Friday, 11:10 - 12:30 - Room 105
Stream: Large scale optimization
The applications of interior point methods (IPMs) have become incredibly diverse. The advantages of this clever class of methods go beyond linear and nonlinear programming. Indeed, several solution methods often used to solve combinatorial optimization problems can also take benefit from central solutions provided by IPMs. In this talk, we review the currently most successful strategies in this context and present the results of experiments with large-scale, real-life instances of vehicle routing problems, obtained from a case study developed with an oil company that operates in Brazil.
The focus of this talk is on the linear systems that arise from the application of Primal-Dual Interior Point methods to convex quadratic programming problems in standard form. The block structure of the matrices allows for formulations differing in their dimensions and spectral properties. We consider the unreduced 3x3 block linear systems and their symmetric and unsymmetric formulations and provide new spectral bounds. Then we present a theoretical and experimental analysis of the iterative solution of unreduced systems in the preconditioned regime.
A method is described for finding a nonsingular submatrix of a rectangular matrix A. The method is based on LU factorization and is suitable when A is large and sparse. It uses theoretical results from rank revealing LU factorization to control the condition number of the submatrix even if A is ill conditioned. The method can be applied to obtain a stable null space operator of A or to compute constraint preconditioners for KKT systems. The numerical stability of the factors is vital in the context of interior point methods when highly ill conditioned systems are solved iteratively.
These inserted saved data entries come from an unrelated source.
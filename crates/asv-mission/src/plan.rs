//! Mission plan documents.
//!
//! Plans arrive as JSON with a `NAVIGATION` list; only survey lines and
//! areas become objectives, everything else in the list is skipped.

use asv_proto::GeoPoint;
use serde::Deserialize;
use tracing::debug;

use crate::objective::{NavObjective, ObjectiveError, ObjectiveKind};

#[derive(Debug, thiserror::Error)]
pub enum PlanError {
    #[error("parse mission plan json: {0}")]
    Json(#[from] serde_json::Error),

    #[error("navigation item {index}: {source}")]
    Objective {
        index: usize,
        #[source]
        source: ObjectiveError,
    },
}

/// What the mission core keeps from a plan document.
#[derive(Debug, Clone, Default, PartialEq)]
pub struct ParsedPlan {
    pub objectives: Vec<NavObjective>,
    pub default_speed: Option<f64>,
}

#[derive(Debug, Deserialize)]
struct RawPlan {
    #[serde(rename = "DEFAULT_PARAMETERS", default)]
    defaults: Option<RawDefaults>,
    #[serde(rename = "NAVIGATION", default)]
    navigation: Vec<RawNavItem>,
}

#[derive(Debug, Deserialize)]
struct RawDefaults {
    defaultspeed_ms: Option<f64>,
}

#[derive(Debug, Deserialize)]
struct RawNavItem {
    #[serde(rename = "type")]
    item_type: Option<String>,
    pathtype: Option<String>,
    #[serde(default)]
    nav: Vec<RawNavPoint>,
}

#[derive(Debug, Deserialize)]
struct RawNavPoint {
    position: RawPosition,
}

#[derive(Debug, Deserialize)]
struct RawPosition {
    latitude: f64,
    longitude: f64,
}

impl RawNavItem {
    fn kind(&self) -> Option<ObjectiveKind> {
        if self.pathtype.as_deref() == Some("area") {
            return Some(ObjectiveKind::Area);
        }
        if self.item_type.as_deref() == Some("survey_line") || self.pathtype.as_deref() == Some("survey_line") {
            return Some(ObjectiveKind::Line);
        }
        None
    }
}

pub fn parse_plan(doc: &str) -> Result<ParsedPlan, PlanError> {
    let raw: RawPlan = serde_json::from_str(doc)?;

    let mut objectives = Vec::new();
    for (index, item) in raw.navigation.iter().enumerate() {
        let Some(kind) = item.kind() else {
            debug!("plan: skipping navigation item {} (type={:?}, pathtype={:?})", index, item.item_type, item.pathtype);
            continue;
        };
        let waypoints = item
            .nav
            .iter()
            .map(|n| GeoPoint::new(n.position.latitude, n.position.longitude))
            .collect();
        let objective = NavObjective::new(kind, waypoints).map_err(|source| PlanError::Objective { index, source })?;
        objectives.push(objective);
    }

    Ok(ParsedPlan {
        objectives,
        default_speed: raw.defaults.and_then(|d| d.defaultspeed_ms),
    })
}
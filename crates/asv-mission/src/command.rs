//! Operator command lines: `<verb> [args]`, space delimited.

use std::str::FromStr;

use asv_proto::GeoPoint;

use crate::error::MissionError;

#[derive(Debug, Clone, PartialEq)]
pub enum Command {
    /// Follow objective `index` from where the vehicle is, no transit.
    GotoLine(usize),
    /// Transit to the start of objective `index`, then run it.
    StartLine(usize),
    /// Transit to an arbitrary point. Leaves the objective cursor alone.
    Goto(GeoPoint),
    Hover(GeoPoint),
    ClearMission,
}

impl Command {
    pub fn verb(&self) -> &'static str {
        match self {
            Command::GotoLine(_) => "goto_line",
            Command::StartLine(_) => "start_line",
            Command::Goto(_) => "goto",
            Command::Hover(_) => "hover",
            Command::ClearMission => "clear_mission",
        }
    }
}

impl FromStr for Command {
    type Err = MissionError;

    fn from_str(line: &str) -> Result<Self, Self::Err> {
        let mut parts = line.split_whitespace();
        let verb = parts.next().ok_or_else(|| invalid("empty command"))?;
        let args: Vec<&str> = parts.collect();

        match verb {
            "goto_line" => Ok(Command::GotoLine(index_arg(verb, &args)?)),
            "start_line" => Ok(Command::StartLine(index_arg(verb, &args)?)),
            "goto" => Ok(Command::Goto(point_args(verb, &args)?)),
            "hover" => Ok(Command::Hover(point_args(verb, &args)?)),
            "clear_mission" => {
                if !args.is_empty() {
                    return Err(invalid(format!("clear_mission takes no arguments, got {}", args.len())));
                }
                Ok(Command::ClearMission)
            }
            other => Err(invalid(format!("unknown verb '{}'", other))),
        }
    }
}

fn invalid(msg: impl Into<String>) -> MissionError {
    MissionError::InvalidCommand(msg.into())
}

fn index_arg(verb: &str, args: &[&str]) -> Result<usize, MissionError> {
    match args {
        [a] => a
            .parse::<usize>()
            .map_err(|_| invalid(format!("{} expects an objective index, got '{}'", verb, a))),
        _ => Err(invalid(format!("{} expects 1 argument, got {}", verb, args.len()))),
    }
}

fn point_args(verb: &str, args: &[&str]) -> Result<GeoPoint, MissionError> {
    let [lat, lon] = args else {
        return Err(invalid(format!("{} expects 2 arguments (lat lon), got {}", verb, args.len())));
    };
    let parse = |s: &str| {
        s.parse::<f64>()
            .map_err(|_| invalid(format!("{} expects numeric coordinates, got '{}'", verb, s)))
    };
    let p = GeoPoint::new(parse(lat)?, parse(lon)?);
    if !p.is_valid() {
        return Err(invalid(format!("{} coordinates out of range ({}, {})", verb, p.lat, p.lon)));
    }
    Ok(p)
}
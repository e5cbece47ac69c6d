//! Mission execution core: objective sequencing, transit planning and goal
//! dispatch for an autonomous survey vehicle.

pub mod command;
pub mod config;
pub mod doctor;
pub mod driver;
pub mod goals;
pub mod machine;
pub mod objective;
pub mod plan;

mod error;

pub use command::Command;
pub use config::{ConfigUpdate, MissionConfig};
pub use driver::{DriverHandle, MissionDriver, MissionEvent};
pub use error::MissionError;
pub use goals::{GoalClient, GoalError, StatusSink};
pub use machine::{BehaviorMode, HelmMode, MissionStateMachine};
pub use objective::{MissionStore, NavObjective, ObjectiveKind};
//! Seams to the motion subsystems and status consumers.

use asv_proto::goal::{GoalHandle, GoalKind};
use asv_proto::status::StatusEvent;
use tokio::sync::mpsc;

#[derive(Debug, Clone, PartialEq, thiserror::Error)]
#[error("{kind:?} goal server not responding: {reason}")]
pub struct GoalError {
    pub kind: GoalKind,
    pub reason: String,
}

impl GoalError {
    pub fn new(kind: GoalKind, reason: impl Into<String>) -> Self {
        Self { kind, reason: reason.into() }
    }
}

/// A long-running, cancellable goal interface.
///
/// `send` returns once the goal is handed over; the terminal outcome comes
/// back later as [`MissionEvent::GoalDone`](crate::MissionEvent::GoalDone)
/// carrying the same handle. Sending while a goal is active supersedes it.
pub trait GoalClient<G>: Send {
    fn send(&mut self, handle: GoalHandle, goal: G) -> Result<(), GoalError>;
    fn cancel(&mut self, handle: GoalHandle) -> Result<(), GoalError>;
}

/// Receives heartbeats and other status outputs of the mission core.
pub trait StatusSink: Send {
    fn publish(&mut self, event: StatusEvent);
}

impl StatusSink for mpsc::UnboundedSender<StatusEvent> {
    fn publish(&mut self, event: StatusEvent) {
        // a closed receiver just means nobody is listening
        let _ = self.send(event);
    }
}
Interior point methods are well-suited for multistage stochastic NLPs if an efficient algorithm for the huge KKT system is available. For large scenario trees with a moderate number of node variables we present a distributed algorithm with low communication overhead using a static tree partitioning. We also address structured quasi-Newton updates and inertia corrections to handle non-convexity or rank-deficiency of the KKT system. Computational results for benchmark problems from portfolio optimization and robust model predictive control demonstrate the performance of our approach.